TASK GOAL:
Which lines of the entries contain the string "verification"? Please find them and copy them.

##### INPUT FOR THIS TASK

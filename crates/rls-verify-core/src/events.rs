// crates/rls-verify-core/src/events.rs
// ============================================================================
// Module: Progress Events
// Description: Structured run events and pluggable sinks.
// Purpose: Stream pass/fail/skip progress without hard-wiring an output format.
// Dependencies: serde, serde_json
// ============================================================================

//! ## Overview
//! Every observable step of a run is a [`ProgressEvent`]. Sinks decide where
//! events go: the CLI renders them as console lines, [`JsonLinesSink`]
//! appends them to a file, and [`RecordingSink`] keeps them in memory.

use std::fs::OpenOptions;
use std::io;
use std::io::Write;
use std::path::Path;
use std::sync::Arc;
use std::sync::Mutex;
use std::time::SystemTime;
use std::time::UNIX_EPOCH;

use serde::Serialize;

use crate::role::Role;

// ============================================================================
// SECTION: Types
// ============================================================================

/// One observable step of a verification run.
#[derive(Debug, Clone, PartialEq, Eq, Serialize)]
#[serde(tag = "event", rename_all = "snake_case")]
pub enum ProgressEvent {
    /// Discovery of reference data began.
    DiscoveryStarted,
    /// A reference resource was loaded.
    Discovered {
        /// Resource name.
        resource: String,
        /// Number of rows loaded.
        count: usize,
        /// Whether the load was a bounded sample.
        sample: bool,
    },
    /// A role pass began.
    RoleStarted {
        /// Role under test.
        role: Role,
        /// Email of the acting user.
        email: String,
        /// Group ids the acting user belongs to.
        groups: Vec<String>,
    },
    /// A role was skipped because no user holds it.
    RoleSkipped {
        /// Role without a representative user.
        role: Role,
    },
    /// A suite began for a role.
    SuiteStarted {
        /// Suite label.
        suite: String,
        /// Role under test.
        role: Role,
    },
    /// An assertion passed.
    Passed {
        /// Assertion name.
        name: String,
    },
    /// An assertion failed.
    Failed {
        /// Assertion name.
        name: String,
        /// Failure detail.
        detail: String,
    },
    /// A check was skipped for lack of fixture data.
    Skipped {
        /// Reason the check could not run.
        reason: String,
    },
    /// A compensating write did not succeed; probe data may be orphaned.
    CleanupFailed {
        /// Resource that was being restored.
        resource: String,
        /// Status returned by the compensating call.
        status: u16,
    },
    /// A compensating delete was accepted but the row is still readable.
    CleanupLeftover {
        /// Resource that was being cleaned.
        resource: String,
        /// Id of the row that remains.
        id: String,
    },
    /// Final tally.
    Summary {
        /// Passed assertions.
        passed: u64,
        /// Failed assertions.
        failed: u64,
        /// Skipped checks.
        skipped: u64,
        /// Formatted failure messages.
        failures: Vec<String>,
    },
}

// ============================================================================
// SECTION: Sink Trait
// ============================================================================

/// Destination for progress events.
pub trait ProgressSink: Send + Sync {
    /// Records one event.
    fn emit(&self, event: &ProgressEvent);
}

// ============================================================================
// SECTION: Sinks
// ============================================================================

/// Sink that discards events.
#[derive(Debug, Clone, Copy, Default)]
pub struct NoopSink;

impl ProgressSink for NoopSink {
    fn emit(&self, _event: &ProgressEvent) {}
}

/// In-memory sink; clones share the same buffer.
#[derive(Debug, Clone, Default)]
pub struct RecordingSink {
    /// Recorded events in emission order.
    events: Arc<Mutex<Vec<ProgressEvent>>>,
}

impl RecordingSink {
    /// Creates an empty recording sink.
    #[must_use]
    pub fn new() -> Self {
        Self::default()
    }

    /// Returns a snapshot of the recorded events.
    #[must_use]
    pub fn events(&self) -> Vec<ProgressEvent> {
        self.events.lock().map_or_else(|_| Vec::new(), |events| events.clone())
    }
}

impl ProgressSink for RecordingSink {
    fn emit(&self, event: &ProgressEvent) {
        if let Ok(mut events) = self.events.lock() {
            events.push(event.clone());
        }
    }
}

/// Event line written by [`JsonLinesSink`].
#[derive(Serialize)]
struct TimedEvent<'a> {
    /// Emission time (milliseconds since epoch).
    timestamp_ms: u128,
    /// Event payload.
    #[serde(flatten)]
    event: &'a ProgressEvent,
}

/// Append-only JSON Lines sink.
pub struct JsonLinesSink {
    /// File handle used for append-only logging.
    file: Mutex<std::fs::File>,
}

impl JsonLinesSink {
    /// Opens `path` in append mode.
    ///
    /// # Errors
    ///
    /// Returns an error if the file cannot be opened.
    pub fn new(path: &Path) -> io::Result<Self> {
        let file = OpenOptions::new().create(true).append(true).open(path)?;
        Ok(Self {
            file: Mutex::new(file),
        })
    }
}

impl ProgressSink for JsonLinesSink {
    fn emit(&self, event: &ProgressEvent) {
        let line = TimedEvent {
            timestamp_ms: SystemTime::now()
                .duration_since(UNIX_EPOCH)
                .unwrap_or_default()
                .as_millis(),
            event,
        };
        if let Ok(payload) = serde_json::to_string(&line)
            && let Ok(mut file) = self.file.lock()
        {
            let _ = writeln!(file, "{payload}");
            let _ = file.flush();
        }
    }
}

/// Sink that forwards every event to each inner sink in order.
#[derive(Default)]
pub struct FanoutSink {
    /// Inner sinks.
    sinks: Vec<Box<dyn ProgressSink>>,
}

impl FanoutSink {
    /// Creates an empty fan-out.
    #[must_use]
    pub fn new() -> Self {
        Self::default()
    }

    /// Adds a sink.
    #[must_use]
    pub fn with(mut self, sink: Box<dyn ProgressSink>) -> Self {
        self.sinks.push(sink);
        self
    }
}

impl ProgressSink for FanoutSink {
    fn emit(&self, event: &ProgressEvent) {
        for sink in &self.sinks {
            sink.emit(event);
        }
    }
}

// ============================================================================
// SECTION: Tests
// ============================================================================
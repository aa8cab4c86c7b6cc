// crates/rls-verify-core/src/harness.rs
// ============================================================================
// Module: Orchestrator
// Description: Discovery, per-role session issuance, and suite sequencing.
// Purpose: Run the selected suites for every selected role, in order.
// Dependencies: serde
// ============================================================================

//! ## Overview
//! [`Harness::run`] discovers the fixture, then walks the roles of the
//! [`RunPlan`] in canonical order. Each role resolves to the first profile
//! holding it; a role with no such profile is skipped and logged. The
//! acting user gets a fresh session and its own [`RestClient`], and the
//! selected suites run one after another against the shared tracker.
//!
//! Discovery, authentication, and transport failures abort the run.

use serde::Serialize;

use crate::admin::AdminClient;
use crate::auth::SessionIssuer;
use crate::client::RestClient;
use crate::discovery::Fixture;
use crate::discovery::discover;
use crate::error::ProbeError;
use crate::events::ProgressEvent;
use crate::events::ProgressSink;
use crate::role::Role;
use crate::suites::Suite;
use crate::suites::SuiteContext;
use crate::tracker::ResultTracker;
use crate::transport::Endpoint;

// ============================================================================
// SECTION: Plan
// ============================================================================

/// Roles and suites selected for a run.
#[derive(Debug, Clone, PartialEq, Eq)]
pub struct RunPlan {
    /// Roles to test; run in canonical order regardless of listing order.
    pub roles: Vec<Role>,
    /// Suites to run; empty selects every suite.
    pub suites: Vec<Suite>,
}

impl Default for RunPlan {
    fn default() -> Self {
        Self {
            roles: Role::ALL.to_vec(),
            suites: Suite::ALL.to_vec(),
        }
    }
}

impl RunPlan {
    /// Returns the selected roles in canonical order without duplicates.
    #[must_use]
    pub fn ordered_roles(&self) -> Vec<Role> {
        Role::ALL.into_iter().filter(|role| self.roles.contains(role)).collect()
    }

    /// Returns the selected suites in canonical order without duplicates.
    #[must_use]
    pub fn ordered_suites(&self) -> Vec<Suite> {
        Suite::ALL
            .into_iter()
            .filter(|suite| self.suites.is_empty() || self.suites.contains(suite))
            .collect()
    }
}

/// Roles actually exercised by a run.
#[derive(Debug, Clone, Default, PartialEq, Eq, Serialize)]
pub struct RunOutcome {
    /// Roles with a representative user, in run order.
    pub roles_tested: Vec<Role>,
    /// Roles skipped because no user holds them.
    pub roles_skipped: Vec<Role>,
}

// ============================================================================
// SECTION: Harness
// ============================================================================

/// Sequential verification driver.
#[derive(Debug, Clone)]
pub struct Harness {
    /// Target backend.
    endpoint: Endpoint,
    /// Privileged accessor for discovery and compensation.
    admin: AdminClient,
    /// Session minting.
    issuer: SessionIssuer,
}

impl Harness {
    /// Creates a harness for `endpoint`.
    ///
    /// # Errors
    ///
    /// Returns [`ProbeError::Transport`] when an HTTP client cannot be built.
    pub fn new(endpoint: Endpoint) -> Result<Self, ProbeError> {
        let admin = AdminClient::new(&endpoint)?;
        let issuer = SessionIssuer::new(&endpoint)?;
        Ok(Self {
            endpoint,
            admin,
            issuer,
        })
    }

    /// Loads the fixture without authenticating any user.
    ///
    /// # Errors
    ///
    /// Returns [`ProbeError`] when any privileged read fails.
    pub fn discover(&self, sink: &dyn ProgressSink) -> Result<Fixture, ProbeError> {
        discover(&self.admin, sink)
    }

    /// Runs `plan`, recording every verdict into `tracker` and every role
    /// reached into `outcome`.
    ///
    /// # Errors
    ///
    /// Returns [`ProbeError`] on discovery, session, transport, or decode
    /// failure. Verdicts and roles recorded before the error are kept.
    pub fn run(
        &self,
        plan: &RunPlan,
        tracker: &mut ResultTracker<'_>,
        outcome: &mut RunOutcome,
    ) -> Result<(), ProbeError> {
        let fixture = self.discover(tracker.sink())?;
        self.run_with_fixture(plan, &fixture, tracker, outcome)
    }

    /// Runs `plan` against an already discovered fixture.
    ///
    /// A role is added to `outcome.roles_tested` once all of its suites
    /// have finished.
    ///
    /// # Errors
    ///
    /// Returns [`ProbeError`] on session, transport, or decode failure.
    pub fn run_with_fixture(
        &self,
        plan: &RunPlan,
        fixture: &Fixture,
        tracker: &mut ResultTracker<'_>,
        outcome: &mut RunOutcome,
    ) -> Result<(), ProbeError> {
        let suites = plan.ordered_suites();
        for role in plan.ordered_roles() {
            let Some(user) = fixture.find_user_by_role(role) else {
                tracker.emit(&ProgressEvent::RoleSkipped {
                    role,
                });
                outcome.roles_skipped.push(role);
                continue;
            };
            tracker.emit(&ProgressEvent::RoleStarted {
                role,
                email: user.email.clone(),
                groups: fixture.groups_of(&user.id).to_vec(),
            });
            let session = self.issuer.issue(&user.email)?;
            let client = RestClient::new(&self.endpoint, &session)?;
            let ctx = SuiteContext {
                client: &client,
                admin: &self.admin,
                role,
                user,
                fixture,
            };
            for suite in &suites {
                tracker.begin_suite(role, suite.heading());
                suite.run(&ctx, tracker)?;
            }
            outcome.roles_tested.push(role);
        }
        Ok(())
    }
}

// ============================================================================
// SECTION: Tests
// ============================================================================
// crates/rls-verify-config/src/lib.rs
// ============================================================================
// Module: RLS Verify Config Library
// Description: Canonical config model and validation for the harness.
// Purpose: Single source of truth for rls-verify.toml semantics.
// Dependencies: rls-verify-core, serde, toml, url
// ============================================================================

//! ## Overview
//! `rls-verify-config` defines the configuration model for the RLS
//! verification harness. Files and environment overrides are merged, then
//! validated fail-closed before any request is sent to the target backend.
//!
//! Security posture: the service key bypasses row-level security, so config
//! values are never echoed in `Debug` output.

// ============================================================================
// SECTION: Modules
// ============================================================================

pub mod config;
pub mod env;

// ============================================================================
// SECTION: Tests
// ============================================================================


// ============================================================================
// SECTION: Re-Exports
// ============================================================================

pub use config::*;
pub use env::ConfigEnv;
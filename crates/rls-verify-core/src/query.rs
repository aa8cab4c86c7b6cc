// crates/rls-verify-core/src/query.rs
// ============================================================================
// Module: Query Builder
// Description: Renders PostgREST query pairs for reads, updates, and deletes.
// Purpose: Centralize equality-predicate construction and guard mass writes.
// Dependencies: thiserror
// ============================================================================

//! ## Overview
//! Every REST call renders its query string through [`build_query`]. Filters
//! are equality predicates rendered as `field=eq.value` and conjoined in field
//! order. Percent-encoding happens when the pairs are appended to a URL, so a
//! value can never terminate its own predicate.
//!
//! ## Invariants
//! - Update and delete operations require at least one predicate.
//! - Field names are non-empty.

use std::collections::BTreeMap;

use thiserror::Error;

// ============================================================================
// SECTION: Types
// ============================================================================

/// Conjunction of equality predicates keyed by field name.
#[derive(Debug, Clone, Default, PartialEq, Eq)]
pub struct Filters {
    /// Field to expected value.
    predicates: BTreeMap<String, String>,
}

impl Filters {
    /// Creates an empty filter set.
    #[must_use]
    pub fn new() -> Self {
        Self::default()
    }

    /// Creates a filter set with a single `field = value` predicate.
    #[must_use]
    pub fn eq(field: impl Into<String>, value: impl Into<String>) -> Self {
        Self::new().and(field, value)
    }

    /// Adds a `field = value` predicate; a repeated field replaces the old value.
    #[must_use]
    pub fn and(mut self, field: impl Into<String>, value: impl Into<String>) -> Self {
        self.predicates.insert(field.into(), value.into());
        self
    }

    /// Returns true when no predicates are present.
    #[must_use]
    pub fn is_empty(&self) -> bool {
        self.predicates.is_empty()
    }

    /// Returns the number of predicates.
    #[must_use]
    pub fn len(&self) -> usize {
        self.predicates.len()
    }

    /// Iterates predicates in field order.
    pub fn iter(&self) -> impl Iterator<Item = (&str, &str)> {
        self.predicates.iter().map(|(field, value)| (field.as_str(), value.as_str()))
    }
}

/// Operation a query string is rendered for.
#[derive(Debug, Clone, PartialEq, Eq)]
pub enum QueryOp {
    /// Read with a column projection and optional row limit.
    Select {
        /// Comma-separated column projection (`*` when empty).
        columns: String,
        /// Optional maximum number of rows.
        limit: Option<usize>,
    },
    /// Partial update scoped by filters.
    Update,
    /// Delete scoped by filters.
    Delete,
}

impl QueryOp {
    /// Builds an unbounded select.
    #[must_use]
    pub fn select(columns: &str) -> Self {
        Self::Select {
            columns: columns.to_string(),
            limit: None,
        }
    }

    /// Builds a select bounded to `limit` rows.
    #[must_use]
    pub fn select_limited(columns: &str, limit: usize) -> Self {
        Self::Select {
            columns: columns.to_string(),
            limit: Some(limit),
        }
    }

    /// Returns the operation label used in error messages.
    #[must_use]
    pub const fn label(&self) -> &'static str {
        match self {
            Self::Select {
                ..
            } => "select",
            Self::Update => "update",
            Self::Delete => "delete",
        }
    }
}

/// Query construction error.
#[derive(Debug, Clone, PartialEq, Eq, Error)]
pub enum QueryError {
    /// Update or delete without any predicate.
    #[error("refusing unfiltered {0}")]
    Unfiltered(&'static str),
    /// A predicate with an empty field name.
    #[error("filter field name must not be empty")]
    EmptyField,
}

// ============================================================================
// SECTION: Rendering
// ============================================================================

/// Renders the ordered, unencoded query pairs for `op` and `filters`.
///
/// # Errors
///
/// Returns [`QueryError::Unfiltered`] for an update or delete without
/// predicates and [`QueryError::EmptyField`] for an empty field name.
pub fn build_query(op: &QueryOp, filters: &Filters) -> Result<Vec<(String, String)>, QueryError> {
    if filters.iter().any(|(field, _)| field.trim().is_empty()) {
        return Err(QueryError::EmptyField);
    }
    let mut pairs = Vec::with_capacity(filters.len() + 2);
    match op {
        QueryOp::Select {
            columns,
            ..
        } => {
            let projection = if columns.trim().is_empty() { "*" } else { columns.as_str() };
            pairs.push(("select".to_string(), projection.to_string()));
        }
        QueryOp::Update | QueryOp::Delete => {
            if filters.is_empty() {
                return Err(QueryError::Unfiltered(op.label()));
            }
        }
    }
    pairs.extend(filters.iter().map(|(field, value)| (field.to_string(), format!("eq.{value}"))));
    if let QueryOp::Select {
        limit: Some(limit),
        ..
    } = op
    {
        pairs.push(("limit".to_string(), limit.to_string()));
    }
    Ok(pairs)
}

// ============================================================================
// SECTION: Tests
// ============================================================================
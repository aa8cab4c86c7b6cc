// crates/rls-verify-config/tests/common/mod.rs
// ============================================================================
// Module: Config Test Helpers
// Description: Temporary config files for loader tests.
// Purpose: Keep each test's config isolated in its own directory.
// Dependencies: tempfile
// ============================================================================

#![allow(dead_code, reason = "Shared test helpers may be unused in some cases.")]

use std::path::PathBuf;

use tempfile::TempDir;

/// Minimal valid target section.
pub const TARGET: &str = r#"
[target]
base_url = "https://db.example.test"
anon_key = "anon"
service_key = "service"
"#;

/// Config file written into a temporary directory.
pub struct ConfigFile {
    /// Owning directory; removed on drop.
    pub dir: TempDir,
    /// Path of the written file.
    pub path: PathBuf,
}

/// Writes `bytes` to `rls-verify.toml` in a fresh temporary directory.
pub fn write_config(bytes: impl AsRef<[u8]>) -> ConfigFile {
    let dir = tempfile::tempdir().expect("tempdir");
    let path = dir.path().join("rls-verify.toml");
    std::fs::write(&path, bytes).expect("write config");
    ConfigFile {
        dir,
        path,
    }
}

##########

WRITTEN RESPONSE:
/// One observable step of a verification run.
/// Sequential verification driver.
//! verification harness. Files and environment overrides are merged, then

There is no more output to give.